• [Activity] Using the data below, find how many lines include the word "sniffing" and report that figure alone.

Saved entries
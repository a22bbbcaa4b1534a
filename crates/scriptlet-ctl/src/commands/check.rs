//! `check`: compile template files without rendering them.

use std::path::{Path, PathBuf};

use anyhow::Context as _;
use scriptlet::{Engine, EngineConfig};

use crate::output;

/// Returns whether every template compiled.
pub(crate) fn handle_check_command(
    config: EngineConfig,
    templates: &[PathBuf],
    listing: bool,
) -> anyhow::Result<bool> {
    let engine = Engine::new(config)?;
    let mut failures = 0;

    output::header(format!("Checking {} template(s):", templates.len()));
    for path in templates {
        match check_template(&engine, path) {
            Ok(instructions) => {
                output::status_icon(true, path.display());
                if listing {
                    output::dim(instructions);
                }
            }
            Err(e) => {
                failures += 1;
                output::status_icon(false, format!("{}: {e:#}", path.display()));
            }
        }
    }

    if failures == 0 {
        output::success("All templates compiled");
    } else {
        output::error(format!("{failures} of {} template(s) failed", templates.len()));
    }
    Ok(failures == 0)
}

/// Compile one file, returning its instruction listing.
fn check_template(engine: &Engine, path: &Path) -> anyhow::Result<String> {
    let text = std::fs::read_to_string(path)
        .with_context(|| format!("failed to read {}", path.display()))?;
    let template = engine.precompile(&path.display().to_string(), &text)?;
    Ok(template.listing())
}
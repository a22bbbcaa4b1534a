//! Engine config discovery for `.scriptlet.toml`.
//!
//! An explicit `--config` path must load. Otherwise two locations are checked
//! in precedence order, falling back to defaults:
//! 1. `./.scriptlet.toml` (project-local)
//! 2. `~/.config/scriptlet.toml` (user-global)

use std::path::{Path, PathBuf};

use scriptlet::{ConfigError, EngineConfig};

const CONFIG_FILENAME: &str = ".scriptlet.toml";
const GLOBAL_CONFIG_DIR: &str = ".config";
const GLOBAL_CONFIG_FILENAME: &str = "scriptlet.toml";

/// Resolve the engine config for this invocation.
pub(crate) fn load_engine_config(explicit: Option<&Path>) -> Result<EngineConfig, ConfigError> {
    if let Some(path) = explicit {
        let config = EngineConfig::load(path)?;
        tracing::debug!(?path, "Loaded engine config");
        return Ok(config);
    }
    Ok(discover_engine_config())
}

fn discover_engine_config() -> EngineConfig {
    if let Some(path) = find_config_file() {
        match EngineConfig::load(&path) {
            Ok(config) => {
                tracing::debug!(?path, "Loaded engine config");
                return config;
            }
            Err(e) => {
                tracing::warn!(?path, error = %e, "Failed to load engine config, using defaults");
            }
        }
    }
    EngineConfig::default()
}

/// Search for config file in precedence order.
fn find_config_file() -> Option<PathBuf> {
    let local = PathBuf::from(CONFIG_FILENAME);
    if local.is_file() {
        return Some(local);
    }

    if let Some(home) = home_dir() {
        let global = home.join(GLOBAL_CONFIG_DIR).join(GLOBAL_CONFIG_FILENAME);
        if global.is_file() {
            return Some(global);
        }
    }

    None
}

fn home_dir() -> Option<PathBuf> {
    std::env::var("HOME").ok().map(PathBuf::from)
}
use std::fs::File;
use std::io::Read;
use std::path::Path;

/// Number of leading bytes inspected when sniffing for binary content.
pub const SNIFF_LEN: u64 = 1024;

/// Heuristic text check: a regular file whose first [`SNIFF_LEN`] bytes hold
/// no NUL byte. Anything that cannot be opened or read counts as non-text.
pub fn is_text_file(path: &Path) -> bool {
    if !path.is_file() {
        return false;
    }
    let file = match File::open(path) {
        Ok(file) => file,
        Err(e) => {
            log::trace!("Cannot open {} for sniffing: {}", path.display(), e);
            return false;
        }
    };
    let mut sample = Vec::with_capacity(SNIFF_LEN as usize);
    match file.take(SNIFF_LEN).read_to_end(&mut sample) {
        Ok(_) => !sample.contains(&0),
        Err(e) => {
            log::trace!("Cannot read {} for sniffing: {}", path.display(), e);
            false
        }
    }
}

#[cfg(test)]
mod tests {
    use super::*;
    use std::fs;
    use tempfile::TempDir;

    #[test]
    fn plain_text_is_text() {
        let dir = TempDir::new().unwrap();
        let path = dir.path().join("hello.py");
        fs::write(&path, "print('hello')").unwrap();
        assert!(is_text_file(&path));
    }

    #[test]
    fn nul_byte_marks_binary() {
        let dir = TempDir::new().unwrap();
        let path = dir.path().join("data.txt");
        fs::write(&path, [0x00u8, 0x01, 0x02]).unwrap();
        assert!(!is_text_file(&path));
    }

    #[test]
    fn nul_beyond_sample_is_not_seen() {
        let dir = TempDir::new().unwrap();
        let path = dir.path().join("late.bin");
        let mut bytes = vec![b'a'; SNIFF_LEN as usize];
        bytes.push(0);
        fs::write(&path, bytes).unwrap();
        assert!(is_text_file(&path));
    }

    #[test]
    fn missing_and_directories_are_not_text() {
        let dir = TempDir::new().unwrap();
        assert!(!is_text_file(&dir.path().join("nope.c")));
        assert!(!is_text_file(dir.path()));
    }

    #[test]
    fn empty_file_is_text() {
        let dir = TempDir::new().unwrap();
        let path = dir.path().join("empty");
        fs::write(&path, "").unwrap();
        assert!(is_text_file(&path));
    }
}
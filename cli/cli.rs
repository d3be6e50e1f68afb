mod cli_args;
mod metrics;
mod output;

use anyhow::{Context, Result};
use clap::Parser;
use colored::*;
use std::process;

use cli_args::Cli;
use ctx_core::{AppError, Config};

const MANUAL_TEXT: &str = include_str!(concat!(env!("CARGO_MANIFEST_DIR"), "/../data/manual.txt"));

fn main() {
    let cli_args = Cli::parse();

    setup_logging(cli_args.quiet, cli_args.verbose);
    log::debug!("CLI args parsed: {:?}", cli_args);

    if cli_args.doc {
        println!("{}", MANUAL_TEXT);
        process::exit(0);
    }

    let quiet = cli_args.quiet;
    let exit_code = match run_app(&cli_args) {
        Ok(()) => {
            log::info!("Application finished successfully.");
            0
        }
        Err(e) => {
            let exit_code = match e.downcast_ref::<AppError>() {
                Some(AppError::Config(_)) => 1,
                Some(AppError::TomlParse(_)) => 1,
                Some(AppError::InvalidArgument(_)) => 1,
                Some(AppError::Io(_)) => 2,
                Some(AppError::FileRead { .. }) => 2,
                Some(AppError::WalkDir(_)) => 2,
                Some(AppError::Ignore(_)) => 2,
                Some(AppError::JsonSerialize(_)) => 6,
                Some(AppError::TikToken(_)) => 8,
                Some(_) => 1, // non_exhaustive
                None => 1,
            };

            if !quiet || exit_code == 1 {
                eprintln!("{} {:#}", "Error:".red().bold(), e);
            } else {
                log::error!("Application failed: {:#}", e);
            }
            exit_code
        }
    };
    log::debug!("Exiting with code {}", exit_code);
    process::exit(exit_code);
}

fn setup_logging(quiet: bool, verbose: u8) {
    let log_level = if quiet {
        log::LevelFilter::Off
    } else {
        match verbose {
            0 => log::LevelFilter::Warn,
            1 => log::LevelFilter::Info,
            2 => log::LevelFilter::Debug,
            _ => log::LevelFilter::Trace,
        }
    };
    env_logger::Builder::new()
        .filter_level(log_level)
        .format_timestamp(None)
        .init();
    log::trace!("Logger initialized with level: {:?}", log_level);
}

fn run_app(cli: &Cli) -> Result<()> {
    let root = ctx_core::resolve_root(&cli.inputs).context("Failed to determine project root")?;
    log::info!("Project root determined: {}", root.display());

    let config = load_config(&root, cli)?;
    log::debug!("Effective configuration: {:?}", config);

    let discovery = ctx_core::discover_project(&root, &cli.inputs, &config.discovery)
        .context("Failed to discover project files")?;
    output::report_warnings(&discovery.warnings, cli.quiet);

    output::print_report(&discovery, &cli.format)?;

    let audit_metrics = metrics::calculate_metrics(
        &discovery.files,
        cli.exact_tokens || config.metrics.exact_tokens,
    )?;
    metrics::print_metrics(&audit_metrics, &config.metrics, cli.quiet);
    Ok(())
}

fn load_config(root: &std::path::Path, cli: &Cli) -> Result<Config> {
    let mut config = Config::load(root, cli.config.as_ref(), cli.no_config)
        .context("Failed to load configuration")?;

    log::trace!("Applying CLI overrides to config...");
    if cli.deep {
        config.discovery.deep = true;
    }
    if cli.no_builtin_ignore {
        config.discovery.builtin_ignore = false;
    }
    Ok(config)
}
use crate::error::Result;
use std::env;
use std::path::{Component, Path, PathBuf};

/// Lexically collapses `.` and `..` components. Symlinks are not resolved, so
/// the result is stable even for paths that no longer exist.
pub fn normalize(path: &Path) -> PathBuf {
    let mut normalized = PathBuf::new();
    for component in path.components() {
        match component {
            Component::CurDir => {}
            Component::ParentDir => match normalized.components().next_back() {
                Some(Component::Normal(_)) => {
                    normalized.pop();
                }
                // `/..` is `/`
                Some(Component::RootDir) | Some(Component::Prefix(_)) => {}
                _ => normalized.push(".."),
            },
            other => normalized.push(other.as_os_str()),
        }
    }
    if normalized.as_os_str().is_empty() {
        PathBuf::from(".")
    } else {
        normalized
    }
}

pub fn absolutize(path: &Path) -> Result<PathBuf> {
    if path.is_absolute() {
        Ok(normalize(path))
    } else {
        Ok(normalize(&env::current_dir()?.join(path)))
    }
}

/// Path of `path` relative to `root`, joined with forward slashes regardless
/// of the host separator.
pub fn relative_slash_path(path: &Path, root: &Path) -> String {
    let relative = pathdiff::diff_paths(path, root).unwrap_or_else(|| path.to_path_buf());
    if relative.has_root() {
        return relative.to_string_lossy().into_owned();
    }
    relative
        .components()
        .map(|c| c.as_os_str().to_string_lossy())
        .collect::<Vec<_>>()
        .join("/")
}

• [Written reply] 3